SPRUI30H November 2015 – May 2024 DRA745 , DRA746 , DRA750 , DRA756
The ARP32 CPU has only one stack pointer and thus a unified stack is used for background and interrupt code. As a result, the programmer is responsible for maintaining a clean boundary of operations that modifies the stack pointer (for example, stack allocation and de-allocation for a function, context save onto stack via push/pop operations using the LDRF/STRF instructions).
Instructions/operations in the CPU that modify the stack pointer are designed so that an interrupt cannot disrupt the operations halfway through to completion. For example, a stack allocation and de-allocation for function can happen via the ADDucst16, SP instruction that atomically modifies the stack. The return address save while taking a CALL or retrieving the return address while executing a RET is also atomic, and cannot be interrupted. The LDRF/STRF instructions used for single or multiple pop and push are also uninterruptable. The ARP32 C/++ compiler uses these instructions to maintain the C/C++ stack and thus the sanity of the stack is always maintained.
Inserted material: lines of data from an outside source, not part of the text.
use std::{thread, time::Duration};

use crate::app::commands::Command;

use anyhow::Result;
use tokio::sync::mpsc;

pub(crate) fn run_input_system() -> mpsc::Receiver<Command> {
    let (command_sender, command_receiver) = mpsc::channel(20);
    thread::spawn(|| run_input_system_inner(command_sender));
    command_receiver
}

fn run_input_system_inner(command_sender: mpsc::Sender<Command>) {
    let mut input_system = CliInputSystem::new(command_sender);
    if let Err(err) = input_system.run() {
        log::error!(err:%; "CLI input system err.");
    }
}

struct CliInputSystem {
    command_sender: mpsc::Sender<Command>,
    parsers: Vec<CommandParser>,
}

impl CliInputSystem {
    pub fn new(command_sender: mpsc::Sender<Command>) -> Self {
        let parsers = vec![
            parsers::PlaceCall::new().into(),
            parsers::Dtmf::new().into(),
            parsers::FaxSend::new().into(),
            parsers::FaxStatus::new().into(),
            parsers::FaxShow::new().into(),
            parsers::Bare::answer().into(),
            parsers::Bare::reject().into(),
            parsers::Bare::hang_up().into(),
            parsers::Bare::mute().into(),
            parsers::Bare::unmute().into(),
            parsers::Bare::status().into(),
            parsers::Bare::fax_list().into(),
        ];
        Self {
            command_sender,
            parsers,
        }
    }

    pub fn run(&mut self) -> Result<()> {
        log::info!("Running the CLI input system");
        loop {
            let Some(line) = misc::read_stdin_line() else {
                // stdin is gone; closing the channel stops the app loop.
                return Ok(());
            };
            if line.trim().is_empty() {
                continue;
            }
            if line.starts_with("help") {
                self.print_help();
                continue;
            }
            if let Some(command) = self.parse_command(&line) {
                self.send_command(command);
            }

            thread::sleep(Duration::from_millis(100));
        }
    }

    fn send_command(&mut self, command: Command) {
        let result = self.command_sender.blocking_send(command);
        match result {
            Ok(_) => (),
            Err(err) => {
                log::error!(err:%; "CLI input system err.");
            }
        }
    }

    fn print_help(&self) {
        println!("==== Help ====");
        for parser in &self.parsers {
            println!("\t {}", parser.get_help());
        }
    }

    fn parse_command(&self, line: &str) -> Option<Command> {
        // skip CommandParserError::Command error, try to find a parser for a command with a specified name
        let result = self.parsers.iter().find_map(|parser| {
            let result = parser.parse(line);
            if result.is_ok()
                || result
                    .as_ref()
                    .is_err_and(|err| matches!(err, CommandParserError::Arguments(_)))
            {
                Some(result)
            } else {
                None
            }
        });

        match result {
            Some(result) => result
                .inspect_err(|err| {
                    log::warn!("CLI input system parser err: {err:?}");
                })
                .ok(),
            None => {
                log::warn!("Unknown command");
                None
            }
        }
    }
}

#[derive(Debug)]
enum CommandParserError {
    Command,
    Arguments(String),
}

enum CommandParser {
    PlaceCall(parsers::PlaceCall),
    Dtmf(parsers::Dtmf),
    FaxSend(parsers::FaxSend),
    FaxStatus(parsers::FaxStatus),
    FaxShow(parsers::FaxShow),
    Bare(parsers::Bare),
}

impl CommandParser {
    fn parse(&self, line: &str) -> Result<Command, CommandParserError> {
        match self {
            CommandParser::PlaceCall(parser) => parser.parse(line),
            CommandParser::Dtmf(parser) => parser.parse(line),
            CommandParser::FaxSend(parser) => parser.parse(line),
            CommandParser::FaxStatus(parser) => parser.parse(line),
            CommandParser::FaxShow(parser) => parser.parse(line),
            CommandParser::Bare(parser) => parser.parse(line),
        }
    }

    fn get_help(&self) -> &str {
        match self {
            CommandParser::PlaceCall(parser) => parser.get_help(),
            CommandParser::Dtmf(parser) => parser.get_help(),
            CommandParser::FaxSend(parser) => parser.get_help(),
            CommandParser::FaxStatus(parser) => parser.get_help(),
            CommandParser::FaxShow(parser) => parser.get_help(),
            CommandParser::Bare(parser) => parser.get_help(),
        }
    }
}

mod parsers {
    use super::{CommandParser, CommandParserError};
    use crate::app::commands::{commands, Command};
    use crate::faxdesk::fax::MediaArg;

    use std::collections::HashMap;

    use anyhow::Result;

    struct Parser {
        fields: Vec<String>,
    }

    impl Parser {
        fn new<I: IntoIterator<Item = String>>(fields: I) -> Self {
            let fields = fields.into_iter().collect();
            Self { fields }
        }

        fn parse(&self, line: &str) -> Result<HashMap<String, String>> {
            let tokens = line.split(' ');
            let mut data = HashMap::new();

            for token in tokens.filter(|token| !token.is_empty()) {
                let (name, value) = self.parse_field(token)?;
                if self.fields.contains(&name.into()) {
                    let _ = data.insert(name.into(), value.to_owned());
                } else {
                    return Err(anyhow::Error::msg(format!("Unknown field: {name}")));
                }
            }

            Ok(data)
        }

        fn parse_field<'a>(&self, token: &'a str) -> Result<(&'a str, &'a str)> {
            let mut field = token.splitn(2, '=');
            let name = field
                .next()
                .ok_or(anyhow::Error::msg("Field name is missing"))?;
            let value = field
                .next()
                .ok_or(anyhow::Error::msg("Field value is missing"))?;
            Ok((name, value))
        }
    }

    pub struct PlaceCall {
        parser: Parser,
    }

    impl PlaceCall {
        pub fn new() -> Self {
            let parser = Parser::new(["to".into()]);
            Self { parser }
        }

        pub fn parse(&self, line: &str) -> Result<Command, CommandParserError> {
            if !line.starts_with("call") {
                Err(CommandParserError::Command)
            } else {
                let data = self
                    .parser
                    .parse(line.trim_start_matches("call"))
                    .map_err(|err| CommandParserError::Arguments(err.to_string()))?;

                let destination = data.get("to").ok_or(CommandParserError::Arguments(
                    "\"to\" field is missing".to_owned(),
                ))?;

                let command = commands::PlaceCall::new(destination);

                Ok(command.into())
            }
        }

        pub fn get_help(&self) -> &str {
            "call to=<phone_number>"
        }
    }

    impl From<PlaceCall> for CommandParser {
        fn from(value: PlaceCall) -> Self {
            CommandParser::PlaceCall(value)
        }
    }

    pub struct Dtmf {
        parser: Parser,
    }

    impl Dtmf {
        pub fn new() -> Self {
            let parser = Parser::new(["digit".into()]);
            Self { parser }
        }

        pub fn parse(&self, line: &str) -> Result<Command, CommandParserError> {
            if !line.starts_with("dtmf") {
                Err(CommandParserError::Command)
            } else {
                let data = self
                    .parser
                    .parse(line.trim_start_matches("dtmf"))
                    .map_err(|err| CommandParserError::Arguments(err.to_string()))?;

                let digit = data.get("digit").ok_or(CommandParserError::Arguments(
                    "\"digit\" field is missing".to_owned(),
                ))?;
                let mut chars = digit.chars();
                let digit = match (chars.next(), chars.next()) {
                    (Some(digit), None) => digit,
                    _ => {
                        return Err(CommandParserError::Arguments(
                            "\"digit\" must be a single keypad character".to_owned(),
                        ))
                    }
                };

                let command = commands::Dtmf::new(digit);

                Ok(command.into())
            }
        }

        pub fn get_help(&self) -> &str {
            "dtmf digit=<0-9, *, #, A-D>"
        }
    }

    impl From<Dtmf> for CommandParser {
        fn from(value: Dtmf) -> Self {
            CommandParser::Dtmf(value)
        }
    }

    pub struct FaxSend {
        parser: Parser,
    }

    impl FaxSend {
        pub fn new() -> Self {
            let parser = Parser::new(["to".into(), "media".into(), "file".into()]);
            Self { parser }
        }

        pub fn parse(&self, line: &str) -> Result<Command, CommandParserError> {
            if !line.starts_with("fax-send") {
                Err(CommandParserError::Command)
            } else {
                let data = self
                    .parser
                    .parse(line.trim_start_matches("fax-send"))
                    .map_err(|err| CommandParserError::Arguments(err.to_string()))?;

                let to = data.get("to").ok_or(CommandParserError::Arguments(
                    "\"to\" field is missing".to_owned(),
                ))?;
                let media = match (data.get("media"), data.get("file")) {
                    (Some(url), None) => MediaArg::Url(url.clone()),
                    (None, Some(path)) => MediaArg::File(path.clone()),
                    _ => {
                        return Err(CommandParserError::Arguments(
                            "exactly one of \"media\" or \"file\" is required".to_owned(),
                        ))
                    }
                };

                let command = commands::FaxSend::new(to, media);

                Ok(command.into())
            }
        }

        pub fn get_help(&self) -> &str {
            "fax-send to=<phone_number> media=<document_url> | file=<local_path>"
        }
    }

    impl From<FaxSend> for CommandParser {
        fn from(value: FaxSend) -> Self {
            CommandParser::FaxSend(value)
        }
    }

    pub struct FaxStatus {
        parser: Parser,
    }

    impl FaxStatus {
        pub fn new() -> Self {
            let parser = Parser::new(["id".into()]);
            Self { parser }
        }

        pub fn parse(&self, line: &str) -> Result<Command, CommandParserError> {
            if !line.starts_with("fax-status") {
                Err(CommandParserError::Command)
            } else {
                let data = self
                    .parser
                    .parse(line.trim_start_matches("fax-status"))
                    .map_err(|err| CommandParserError::Arguments(err.to_string()))?;

                let id = data.get("id").ok_or(CommandParserError::Arguments(
                    "\"id\" field is missing".to_owned(),
                ))?;

                let command = commands::FaxStatus::new(id);

                Ok(command.into())
            }
        }

        pub fn get_help(&self) -> &str {
            "fax-status id=<fax_id>"
        }
    }

    impl From<FaxStatus> for CommandParser {
        fn from(value: FaxStatus) -> Self {
            CommandParser::FaxStatus(value)
        }
    }

    pub struct FaxShow {
        parser: Parser,
    }

    impl FaxShow {
        pub fn new() -> Self {
            let parser = Parser::new(["id".into()]);
            Self { parser }
        }

        pub fn parse(&self, line: &str) -> Result<Command, CommandParserError> {
            if !line.starts_with("fax-show") {
                Err(CommandParserError::Command)
            } else {
                let data = self
                    .parser
                    .parse(line.trim_start_matches("fax-show"))
                    .map_err(|err| CommandParserError::Arguments(err.to_string()))?;

                let id = data.get("id").ok_or(CommandParserError::Arguments(
                    "\"id\" field is missing".to_owned(),
                ))?;

                let command = commands::FaxShow::new(id);

                Ok(command.into())
            }
        }

        pub fn get_help(&self) -> &str {
            "fax-show id=<fax_id>"
        }
    }

    impl From<FaxShow> for CommandParser {
        fn from(value: FaxShow) -> Self {
            CommandParser::FaxShow(value)
        }
    }

    /// The argument-less commands share one parser shape.
    pub struct Bare {
        keyword: &'static str,
        help: &'static str,
        build: fn() -> Command,
    }

    impl Bare {
        pub fn answer() -> Self {
            Self {
                keyword: "answer",
                help: "answer",
                build: || commands::Answer::new().into(),
            }
        }

        pub fn reject() -> Self {
            Self {
                keyword: "reject",
                help: "reject",
                build: || commands::Reject::new().into(),
            }
        }

        pub fn hang_up() -> Self {
            Self {
                keyword: "hangup",
                help: "hangup",
                build: || commands::HangUp::new().into(),
            }
        }

        pub fn mute() -> Self {
            Self {
                keyword: "mute",
                help: "mute",
                build: || commands::Mute::new().into(),
            }
        }

        pub fn unmute() -> Self {
            Self {
                keyword: "unmute",
                help: "unmute",
                build: || commands::Unmute::new().into(),
            }
        }

        pub fn status() -> Self {
            Self {
                keyword: "status",
                help: "status",
                build: || commands::Status::new().into(),
            }
        }

        pub fn fax_list() -> Self {
            Self {
                keyword: "fax-list",
                help: "fax-list",
                build: || commands::FaxList::new().into(),
            }
        }

        pub fn parse(&self, line: &str) -> Result<Command, CommandParserError> {
            if line.trim() == self.keyword {
                Ok((self.build)())
            } else {
                Err(CommandParserError::Command)
            }
        }

        pub fn get_help(&self) -> &str {
            self.help
        }
    }

    impl From<Bare> for CommandParser {
        fn from(value: Bare) -> Self {
            CommandParser::Bare(value)
        }
    }
}

mod misc {
    pub fn read_stdin_line() -> Option<String> {
        let mut buf = String::new();
        let read = std::io::stdin()
            .read_line(&mut buf)
            .inspect_err(|err| {
                log::warn!(err:%; "CLI input system err.");
            })
            .ok()?;
        if read == 0 {
            return None;
        }
        trim_newline(&mut buf);
        Some(buf)
    }

    fn trim_newline(s: &mut String) {
        if s.ends_with('\n') {
            s.pop();
            if s.ends_with('\r') {
                s.pop();
            }
        }
    }
}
Under certain scenarios, to save additional user context onto the stack, it is done via the LDRF/STRF instruction. LDRF/STRF modifies the stack pointer and hence results in the stack layout of a function to be not valid anymore. Hence, such additional context save/restore to the stack must happen at function boundaries only.
These considerations are important for assembly level programmers doing additional context save/restore (beyond what the ARP32 compiler does) and also to new custom instruction design for the ARP32 CPU if they depend on stack pointer relative operations.